Eine Wiederholung des Immer während Gleichen. 

So werde auch ich in diesen folgenden Zeilen darauf eingehen, warum gerade Wellen für ein menschliches Leben interessant sein können. Und wie immer, was wir von ihnen in unserem Leben lernen und erfahren können, um weiter zu forschen, weiter zu leben und vor allem um weiter zu suchen. 
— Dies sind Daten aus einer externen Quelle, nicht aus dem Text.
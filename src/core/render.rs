//! Turns a successful analysis into something displayable.
//!
//! Derived on every draw from the current `Result` payload and never stored,
//! so it can't drift out of sync with the state it came from.

use crate::api::AnalysisResult;

/// Display-ready view of an `AnalysisResult`.
#[derive(Debug, Clone, PartialEq, Eq)]
pub struct Breakdown {
    /// The backend's label, verbatim. Also the styling key.
    pub sentiment_label: String,
    /// Non-empty, trimmed lines of `key_points`, in order.
    pub points: Vec<String>,
}

pub fn render(payload: &AnalysisResult) -> Breakdown {
    Breakdown {
        sentiment_label: payload.sentiment.clone(),
        points: split_points(&payload.key_points),
    }
}

/// Splits key-point text into trimmed, non-empty lines.
///
/// Lines are plain text: bullets, asterisks and markup are left untouched.
pub fn split_points(key_points: &str) -> Vec<String> {
    key_points
        .split('\n')
        .map(str::trim)
        .filter(|line| !line.is_empty())
        .map(str::to_string)
        .collect()
}
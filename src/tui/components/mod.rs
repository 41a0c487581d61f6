//! # TUI Components
//!
//! ## Stateless Components (Props-Based Rendering)
//!
//! - `TitleBar`: app name, backend URL and status
//! - `ResultPanel`: built each frame from `DisplayState`
//!
//! ## Stateful Components (Event-Driven)
//!
//! - `TextField`: editable bordered field, single- or multi-line
//! - `ReviewForm`: the two fields plus the submit control
//! - `ResultPanelState`: scroll position of the result area
//!
//! Components receive external data as props (struct fields or parameters),
//! never by reaching into `App` themselves.
//!
//! ```text
//! components/
//! ├── mod.rs           (this file)
//! ├── title_bar.rs     (top status bar)
//! ├── review_form.rs   (product + review + submit)
//! ├── result_panel.rs  (idle / loading / error / result)
//! └── text_field/      (editable field + row layout)
//! ```

mod title_bar;
pub use title_bar::TitleBar;

pub mod review_form;
pub mod result_panel;
pub mod text_field;
pub use review_form::{FormEvent, ReviewForm};
pub use result_panel::{ResultPanel, ResultPanelState};
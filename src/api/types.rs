//! Wire types for the review analysis backend.
//!
//! ```text
//! POST /api/analyze-review   AnalysisRequest  → AnalysisResult
//! GET  /api/reviews                           → Vec<AnalysisResult>
//! GET  /                                      → HealthResponse
//! ```

use chrono::NaiveDateTime;
use serde::{Deserialize, Deserializer, Serialize};

use crate::core::state::FormInput;

/// Request body for `POST /api/analyze-review`.
#[derive(Serialize, Deserialize, Debug, Clone, PartialEq, Eq)]
pub struct AnalysisRequest {
    pub product_name: String,
    pub review_text: String,
}

impl From<&FormInput> for AnalysisRequest {
    fn from(input: &FormInput) -> Self {
        Self {
            product_name: input.product_name.clone(),
            review_text: input.review_text.clone(),
        }
    }
}

/// A successful analysis as returned by the backend.
///
/// Only `sentiment` is required. The backend also echoes the stored record
/// (`id`, `created_at`, ...), which we keep when present.
#[derive(Serialize, Deserialize, Debug, Clone, PartialEq, Eq)]
pub struct AnalysisResult {
    /// Opaque label, e.g. "POSITIVE". Never validated against a closed set.
    pub sentiment: String,
    /// Newline-delimited key points. Missing or `null` reads as empty text.
    #[serde(default, deserialize_with = "null_as_empty")]
    pub key_points: String,
    #[serde(default, skip_serializing_if = "Option::is_none")]
    pub id: Option<i64>,
    #[serde(default, skip_serializing_if = "Option::is_none")]
    pub product_name: Option<String>,
    #[serde(default, skip_serializing_if = "Option::is_none")]
    pub review_text: Option<String>,
    #[serde(default, skip_serializing_if = "Option::is_none")]
    pub created_at: Option<String>,
}

impl AnalysisResult {
    /// Builds a bare result with no stored-record metadata.
    pub fn new(sentiment: impl Into<String>, key_points: impl Into<String>) -> Self {
        Self {
            sentiment: sentiment.into(),
            key_points: key_points.into(),
            id: None,
            product_name: None,
            review_text: None,
            created_at: None,
        }
    }

    /// `created_at` formatted as `YYYY-MM-DD HH:MM`.
    ///
    /// The backend emits naive ISO timestamps (with or without fractional
    /// seconds). Anything we can't parse is returned as-is.
    pub fn created_at_display(&self) -> Option<String> {
        let raw = self.created_at.as_deref()?;
        Some(
            NaiveDateTime::parse_from_str(raw, "%Y-%m-%dT%H:%M:%S%.f")
                .map(|ts| ts.format("%Y-%m-%d %H:%M").to_string())
                .unwrap_or_else(|_| raw.to_string()),
        )
    }
}

/// Body of `GET /`.
#[derive(Deserialize, Debug, Clone, PartialEq, Eq)]
pub struct HealthResponse {
    pub message: String,
}

fn null_as_empty<'de, D>(deserializer: D) -> Result<String, D::Error>
where
    D: Deserializer<'de>,
{
    Ok(Option::<String>::deserialize(deserializer)?.unwrap_or_default())
}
Der deutsche Philosoph Friedrich Nietzsche reiste an Orte, die sich auf das Meer beziehen. Er reiste nach Genua, nach Messina, um dort seine Fröhliche Wissenschaft zu verfassen, um dort von der Welle zu berichten, die immer wieder kehrt und nicht aufhört sich zu verändern, niemals statisch wird oder bleibt. Nietzsche beschreibt dies in seiner Philosophie mit einer Wiederkehr des immer während Gleichen oder wie er es selbst beschreibt mit einer „ewigen Wiederkunft.“  

Die Wiederkehr wird eines seiner Grundmotive. Immer wieder will er sich erklären, will er einen Weg finden, zu untersuchen was dies überhaupt bedeutet, wenn sich alles ständig wiederholen wird. Für Nietzsche selbst zeigt der Weg einer wissenschaftlichen Philosophie, die versucht ist Antworten zu finden und statisch zu bleiben, einen Weg, der nicht dazu führen kann, dass wir die Wellen sehen und verstehen können.  Während die Philosophie also vor dem Surfbrett stehen bleiben wird, weil sie zunächst alle Umstände beantworten will, ohne selbst eine Antwort zu begründen, wird sich die Lyrik auf die Wellen stürzen und das Surfbrett selbst erbauen. Lyriker*innen und Künstlercharakter gehen einen Weg der Offenheit. Sie wollen verstehen, was es bedeutet mutig zu sein.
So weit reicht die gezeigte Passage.